**To do**
If a line below contains the word "impl", count it. Please give the total and nothing else.

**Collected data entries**
# # # # #

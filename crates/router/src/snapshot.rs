//! Atomic snapshot persistence for bandit arm state: write a temp file,
//! fsync, rename. A corrupt or version-skewed snapshot loads as `None`
//! and the router reinitializes cleanly.

use std::collections::HashMap;
use std::io::Write;
use std::path::Path;

use serde::{Deserialize, Serialize};

use sv_domain::trace::TraceEvent;
use sv_domain::turn::Route;

use crate::bandit::ArmState;

const SNAPSHOT_VERSION: u32 = 1;
const SNAPSHOT_FILE: &str = "arms.snap";

type BucketMap = HashMap<String, HashMap<Route, ArmState>>;

#[derive(Debug, Serialize, Deserialize)]
struct SnapshotFile {
    version: u32,
    written_at_epoch: i64,
    buckets: BucketMap,
}

/// Write the arm state atomically under `dir`.
pub fn write_snapshot(dir: &Path, buckets: &BucketMap) -> std::io::Result<()> {
    std::fs::create_dir_all(dir)?;
    let snapshot = SnapshotFile {
        version: SNAPSHOT_VERSION,
        written_at_epoch: chrono::Utc::now().timestamp(),
        buckets: buckets.clone(),
    };
    let raw = serde_json::to_vec_pretty(&snapshot)?;

    let tmp_path = dir.join(format!("{SNAPSHOT_FILE}.tmp"));
    let final_path = dir.join(SNAPSHOT_FILE);
    {
        let mut file = std::fs::File::create(&tmp_path)?;
        file.write_all(&raw)?;
        file.sync_all()?;
    }
    std::fs::rename(&tmp_path, &final_path)?;

    let arms = buckets.values().map(|m| m.len()).sum();
    TraceEvent::SnapshotWritten {
        path: final_path.display().to_string(),
        arms,
    }
    .emit();
    Ok(())
}

/// Load the latest snapshot. Missing, corrupt, or version-skewed files
/// all return `None` (clean reinitialization).
pub fn load_latest(dir: &Path) -> Option<BucketMap> {
    let raw = std::fs::read(dir.join(SNAPSHOT_FILE)).ok()?;
    let snapshot: SnapshotFile = serde_json::from_slice(&raw).ok()?;
    if snapshot.version != SNAPSHOT_VERSION {
        tracing::warn!(
            found = snapshot.version,
            expected = SNAPSHOT_VERSION,
            "bandit snapshot version skew; reinitializing"
        );
        return None;
    }
    Some(snapshot.buckets)
}

#[cfg(test)]
mod tests {
    use super::*;

    fn state() -> BucketMap {
        let mut arms = HashMap::new();
        arms.insert(
            Route::Micro,
            ArmState {
                mean: 0.8,
                pulls: 42,
                last_update_epoch: 1_700_000_000,
                quarantined: false,
            },
        );
        let mut buckets = HashMap::new();
        buckets.insert("high:short:q:tok".to_string(), arms);
        buckets
    }

    #[test]
    fn snapshot_roundtrips() {
        let dir = tempfile::tempdir().unwrap();
        write_snapshot(dir.path(), &state()).unwrap();
        let loaded = load_latest(dir.path()).unwrap();
        let arm = &loaded["high:short:q:tok"][&Route::Micro];
        assert_eq!(arm.pulls, 42);
        assert!((arm.mean - 0.8).abs() < 1e-9);
    }

    #[test]
    fn missing_snapshot_is_none() {
        let dir = tempfile::tempdir().unwrap();
        assert!(load_latest(dir.path()).is_none());
    }

    #[test]
    fn corrupt_snapshot_reinitializes() {
        let dir = tempfile::tempdir().unwrap();
        std::fs::write(dir.path().join(SNAPSHOT_FILE), b"{ trasig json").unwrap();
        assert!(load_latest(dir.path()).is_none());
    }

    #[test]
    fn no_partial_files_survive_a_write() {
        let dir = tempfile::tempdir().unwrap();
        write_snapshot(dir.path(), &state()).unwrap();
        let leftovers: Vec<_> = std::fs::read_dir(dir.path())
            .unwrap()
            .filter_map(|e| e.ok())
            .filter(|e| e.file_name().to_string_lossy().ends_with(".tmp"))
            .collect();
        assert!(leftovers.is_empty());
    }
}
// ━━━━━━━━━━━━━━━━━━━━━━━━━━━━━━━━━━━━━━━━━━━━━━━━━━━━━━━━━━━━━━━━━━
// run_turn_inner — the lifecycle
// ━━━━━━━━━━━━━━━━━━━━━━━━━━━━━━━━━━━━━━━━━━━━━━━━━━━━━━━━━━━━━━━━━━

async fn run_turn_inner(
    state: &AppState,
    cfg: &Config,
    turn: &mut Turn,
    input: &TurnInput,
) -> Result<TurnReply> {
    // ── 1. Per-session rate limit ────────────────────────────────────
    state
        .session_limiter
        .check(&input.session_id)
        .map_err(|retry_after_s| Error::RateLimited { retry_after_s })?;

    // ── 2. Coarse guardian admission ─────────────────────────────────
    // In EMERGENCY/LOCKDOWN only turns the deterministic regex guard
    // recognizes may proceed: those classify without any network spend
    // and stay servable by MICRO or the cache. Everything else is shed
    // here, before canonicalization or NLU runs, so rejection under
    // overload costs O(1). The per-route admit clamp re-runs at
    // dispatch time.
    if matches!(
        turn.guardian_entry,
        GuardianState::Emergency | GuardianState::Lockdown
    ) && state.nlu.guard_check(&input.message).is_none()
    {
        return Err(Error::GuardianReject {
            state: turn.guardian_entry.to_string(),
            retry_after_s: state.guardian.config().reject_retry_after_s,
        });
    }

    // ── 3. Canonicalize ──────────────────────────────────────────────
    let now_tz = Utc::now().with_timezone(&Stockholm);
    let canonical = state.canonicalizer.canonicalize(&input.message, now_tz);
    let tokens: Vec<String> = canonical.split_whitespace().map(String::from).collect();

    // ── 4. Intent: guard first, NLU under budget, rule fallback ──────
    let nlu_started = Instant::now();
    let allow_remote = state.breakers.allow("nlu").is_ok();
    let parsed = state.nlu.parse(&input.message, &input.lang, allow_remote).await;
    turn.timings.nlu_ms = Some(nlu_started.elapsed().as_millis() as u64);
    if let Some(ok) = parsed.remote_ok {
        state.breakers.record("nlu", ok);
    }
    let intent = parsed.result;
    turn.intent = Some(intent.clone());

    // ── 5. Fingerprint ───────────────────────────────────────────────
    let hint_route = intent.route_hint.unwrap_or(Route::Micro);
    let time_bucket = IntentResult::is_time_sensitive(&intent.intent)
        .then(|| sv_canon::time_bucket(now_tz));
    let request = CanonicalRequest {
        text: canonical.clone(),
        intent: intent.intent.clone(),
        context_facts: Vec::new(),
        schema_version: cfg.cache.schema_version.clone(),
        deps_version: cfg.cache.deps_version.clone(),
        locale: input.lang.clone(),
        persona_mode: "neutral".into(),
        time_bucket,
        safety_mode: "standard".into(),
        model_id: state.backends.model_id(hint_route),
    };
    let fp = request.fingerprint();

    // ── 6. Cache tiers ───────────────────────────────────────────────
    let lookup_started = Instant::now();
    let outcome = state.cache.lookup(&fp, &tokens, Utc::now());
    turn.timings.cache_lookup_ms = Some(lookup_started.elapsed().as_millis() as u64);
    turn.cache_tier = outcome.tier;

    if let Some(entry) = outcome.entry {
        turn.route = Some(entry.route);
        return Ok(TurnReply {
            trace_id: turn.trace_id,
            text: entry.payload,
            route: Some(entry.route),
            cache_tier: outcome.tier,
            intent: intent.intent,
            route_hint: intent.route_hint,
        });
    }
    if let Some(negative) = outcome.negative {
        // Synthesized failure: the fixed degradation phrase, fast.
        tracing::debug!(
            reason = %negative.reason,
            remaining_s = negative.remaining_s(Utc::now()),
            "negative cache suppressed a retry"
        );
        return Ok(TurnReply {
            trace_id: turn.trace_id,
            text: degrade_notice(DegradeReason::LighterMode).to_string(),
            route: None,
            cache_tier: CacheTier::L3,
            intent: intent.intent,
            route_hint: intent.route_hint,
        });
    }

    // ── 7. Single-flight: one build per fingerprint ──────────────────
    if outcome.tier == CacheTier::Miss {
        match state.cache.flight().begin(&fp.key) {
            FlightTicket::Follower(mut rx) => {
                let join_budget =
                    Duration::from_millis(cfg.backends.deep.full_budget_ms + FLIGHT_JOIN_GRACE_MS);
                return match tokio::time::timeout(join_budget, rx.recv()).await {
                    Ok(Ok(Ok(entry))) => {
                        turn.route = Some(entry.route);
                        Ok(TurnReply {
                            trace_id: turn.trace_id,
                            text: entry.payload,
                            route: Some(entry.route),
                            cache_tier: CacheTier::Miss,
                            intent: intent.intent,
                            route_hint: intent.route_hint,
                        })
                    }
                    Ok(Ok(Err((class, message)))) => Err(error_from_class(class, message)),
                    _ => Err(Error::Timeout {
                        stage: "singleflight.join".into(),
                        elapsed_ms: join_budget.as_millis() as u64,
                    }),
                };
            }
            FlightTicket::Leader(leader) => {
                let built = build_response(state, cfg, turn, input, &intent, &fp, &tokens).await;
                return match built {
                    Ok((entry, fresh_text)) => {
                        store_entry(state, turn, &fp, &entry);
                        leader.complete(Ok(entry.clone()));
                        Ok(TurnReply {
                            trace_id: turn.trace_id,
                            text: fresh_text,
                            route: Some(entry.route),
                            cache_tier: turn.cache_tier,
                            intent: intent.intent,
                            route_hint: intent.route_hint,
                        })
                    }
                    Err(e) => {
                        let class = e.class();
                        state
                            .cache
                            .store_negative(&fp, class, e.to_string(), e.retry_after());
                        leader.complete(Err((class, e.to_string())));
                        Err(e)
                    }
                };
            }
        }
    }

    // Cache bypass: build without coordination.
    let (entry, fresh_text) = build_response(state, cfg, turn, input, &intent, &fp, &tokens).await?;
    Ok(TurnReply {
        trace_id: turn.trace_id,
        text: fresh_text,
        route: Some(entry.route),
        cache_tier: CacheTier::Bypass,
        intent: intent.intent,
        route_hint: intent.route_hint,
    })
}
use serde::{Deserialize, Serialize};

use crate::turn::Route;

// ━━━━━━━━━━━━━━━━━━━━━━━━━━━━━━━━━━━━━━━━━━━━━━━━━━━━━━━━━━━━━━━━━━
// Quotas
// ━━━━━━━━━━━━━━━━━━━━━━━━━━━━━━━━━━━━━━━━━━━━━━━━━━━━━━━━━━━━━━━━━━

#[derive(Debug, Clone, Serialize, Deserialize)]
pub struct QuotaConfig {
    /// Per-session request budget per minute.
    #[serde(default = "d_session_rpm")]
    pub session_rpm: u32,
    /// Sliding-window length for per-route counters.
    #[serde(default = "d_route_window_s")]
    pub route_window_s: u64,
    /// Per-route request caps within one window.
    #[serde(default = "d_micro_max")]
    pub micro_max_requests: u32,
    #[serde(default = "d_planner_max")]
    pub planner_max_requests: u32,
    #[serde(default = "d_deep_max")]
    pub deep_max_requests: u32,
}

impl QuotaConfig {
    pub fn route_max(&self, route: Route) -> u32 {
        match route {
            Route::Micro => self.micro_max_requests,
            Route::Planner => self.planner_max_requests,
            Route::Deep => self.deep_max_requests,
        }
    }
}

impl Default for QuotaConfig {
    fn default() -> Self {
        Self {
            session_rpm: d_session_rpm(),
            route_window_s: d_route_window_s(),
            micro_max_requests: d_micro_max(),
            planner_max_requests: d_planner_max(),
            deep_max_requests: d_deep_max(),
        }
    }
}

// ── serde default helpers ───────────────────────────────────────────

fn d_session_rpm() -> u32 {
    10
}
fn d_route_window_s() -> u64 {
    60
}
fn d_micro_max() -> u32 {
    120
}
fn d_planner_max() -> u32 {
    30
}
fn d_deep_max() -> u32 {
    6
}
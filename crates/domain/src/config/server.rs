use serde::{Deserialize, Serialize};

// ━━━━━━━━━━━━━━━━━━━━━━━━━━━━━━━━━━━━━━━━━━━━━━━━━━━━━━━━━━━━━━━━━━
// Server
// ━━━━━━━━━━━━━━━━━━━━━━━━━━━━━━━━━━━━━━━━━━━━━━━━━━━━━━━━━━━━━━━━━━

#[derive(Debug, Clone, Serialize, Deserialize)]
pub struct ServerConfig {
    #[serde(default = "d_port")]
    pub port: u16,
    #[serde(default = "d_host")]
    pub host: String,
    /// Environment variable holding the API bearer token. Unset or
    /// empty = dev mode (no auth enforced).
    #[serde(default = "d_api_token_env")]
    pub api_token_env: String,
    /// Environment variable holding the webhook HMAC secret. Unset =
    /// HMAC verification disabled.
    #[serde(default = "d_hmac_secret_env")]
    pub hmac_secret_env: String,
    /// Accepted clock skew for HMAC-signed requests, in seconds.
    #[serde(default = "d_hmac_window_s")]
    pub hmac_window_s: u64,
    /// How long idempotency-key replays return the stored response.
    #[serde(default = "d_idempotency_ttl_s")]
    pub idempotency_ttl_s: u64,
    /// Hard cap on concurrently served requests (backpressure).
    #[serde(default = "d_max_concurrent")]
    pub max_concurrent: usize,
    #[serde(default)]
    pub cors: CorsConfig,
    /// Per-IP token-bucket rate limit. `None` disables it.
    #[serde(default)]
    pub rate_limit: Option<RateLimitConfig>,
}

impl Default for ServerConfig {
    fn default() -> Self {
        Self {
            port: d_port(),
            host: d_host(),
            api_token_env: d_api_token_env(),
            hmac_secret_env: d_hmac_secret_env(),
            hmac_window_s: d_hmac_window_s(),
            idempotency_ttl_s: d_idempotency_ttl_s(),
            max_concurrent: d_max_concurrent(),
            cors: CorsConfig::default(),
            rate_limit: None,
        }
    }
}

#[derive(Debug, Clone, Serialize, Deserialize)]
pub struct CorsConfig {
    /// Origins allowed for CORS. Use `["*"]` for permissive (NOT
    /// recommended). Defaults to localhost-only.
    #[serde(default = "d_cors_origins")]
    pub allowed_origins: Vec<String>,
}

impl Default for CorsConfig {
    fn default() -> Self {
        Self {
            allowed_origins: d_cors_origins(),
        }
    }
}

#[derive(Debug, Clone, Serialize, Deserialize)]
pub struct RateLimitConfig {
    pub requests_per_second: u64,
    pub burst_size: u32,
}

// ── serde default helpers ───────────────────────────────────────────

fn d_port() -> u16 {
    8180
}
fn d_host() -> String {
    "127.0.0.1".into()
}
fn d_api_token_env() -> String {
    "SVARA_API_TOKEN".into()
}
fn d_hmac_secret_env() -> String {
    "SVARA_HMAC_SECRET".into()
}
fn d_hmac_window_s() -> u64 {
    300
}
fn d_idempotency_ttl_s() -> u64 {
    3_600
}
fn d_max_concurrent() -> usize {
    256
}
fn d_cors_origins() -> Vec<String> {
    vec!["http://localhost:*".into(), "http://127.0.0.1:*".into()]
}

# # # # #

**Response to the exercise**
4